Work to complete: Output exactly the lines from the one with "pub mod context;" to the close of the records below, first and last included.

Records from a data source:
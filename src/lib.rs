#![doc = include_str!("../README.md")]
#![deny(unsafe_code, missing_docs)]

pub mod cache;
pub mod collector;
pub mod connection;
pub mod conntrack;
pub mod context;
pub mod datapath;
pub mod error;
pub mod packet;
pub mod policy;
pub mod service;
pub mod tokens;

Task solution:
pub mod context;
pub mod datapath;
pub mod error;
pub mod packet;
pub mod policy;
pub mod service;
pub mod tokens;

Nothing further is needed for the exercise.